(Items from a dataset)
+ + +

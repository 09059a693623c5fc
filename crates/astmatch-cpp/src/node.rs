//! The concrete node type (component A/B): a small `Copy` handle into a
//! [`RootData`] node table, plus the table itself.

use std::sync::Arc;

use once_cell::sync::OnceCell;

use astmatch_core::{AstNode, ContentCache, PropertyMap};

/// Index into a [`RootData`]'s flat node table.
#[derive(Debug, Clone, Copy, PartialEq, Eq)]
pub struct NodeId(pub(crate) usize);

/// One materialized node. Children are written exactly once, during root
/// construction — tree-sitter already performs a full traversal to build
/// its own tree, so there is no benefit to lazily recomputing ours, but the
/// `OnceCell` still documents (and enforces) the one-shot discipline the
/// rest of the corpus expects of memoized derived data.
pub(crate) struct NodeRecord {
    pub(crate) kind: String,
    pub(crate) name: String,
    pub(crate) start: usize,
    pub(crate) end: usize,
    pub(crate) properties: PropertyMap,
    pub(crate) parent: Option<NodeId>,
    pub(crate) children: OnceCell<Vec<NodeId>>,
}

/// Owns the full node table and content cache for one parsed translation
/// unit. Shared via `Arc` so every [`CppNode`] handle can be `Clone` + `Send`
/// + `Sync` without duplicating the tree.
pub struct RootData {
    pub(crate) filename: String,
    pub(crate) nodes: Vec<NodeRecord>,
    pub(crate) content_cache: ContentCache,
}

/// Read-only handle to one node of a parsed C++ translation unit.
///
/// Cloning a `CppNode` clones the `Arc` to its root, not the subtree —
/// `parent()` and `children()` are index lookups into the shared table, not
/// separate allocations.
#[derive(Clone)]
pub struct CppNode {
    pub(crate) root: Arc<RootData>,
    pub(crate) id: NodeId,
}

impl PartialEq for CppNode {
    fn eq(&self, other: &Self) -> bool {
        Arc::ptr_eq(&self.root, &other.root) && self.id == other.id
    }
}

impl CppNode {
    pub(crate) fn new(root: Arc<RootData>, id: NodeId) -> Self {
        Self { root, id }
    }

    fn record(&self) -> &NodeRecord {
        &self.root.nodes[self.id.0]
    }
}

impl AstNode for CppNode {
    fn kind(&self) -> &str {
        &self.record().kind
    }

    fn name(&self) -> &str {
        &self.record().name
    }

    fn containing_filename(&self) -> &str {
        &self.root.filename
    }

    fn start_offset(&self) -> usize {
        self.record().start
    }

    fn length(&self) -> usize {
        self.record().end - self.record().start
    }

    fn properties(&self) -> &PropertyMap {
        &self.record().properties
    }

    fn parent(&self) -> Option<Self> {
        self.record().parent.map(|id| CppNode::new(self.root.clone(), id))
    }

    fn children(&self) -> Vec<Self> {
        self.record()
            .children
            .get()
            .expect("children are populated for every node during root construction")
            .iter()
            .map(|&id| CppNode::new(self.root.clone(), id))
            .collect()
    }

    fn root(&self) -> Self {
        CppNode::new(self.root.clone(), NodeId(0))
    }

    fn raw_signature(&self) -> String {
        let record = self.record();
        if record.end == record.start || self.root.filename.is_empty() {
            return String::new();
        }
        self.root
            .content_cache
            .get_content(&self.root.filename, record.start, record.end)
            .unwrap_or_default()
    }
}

+ + +

### ABOUT THIS TASK
The answer must be a single number: the count of lines in the entries above that contain "String".

### EXERCISE RESPONSE
5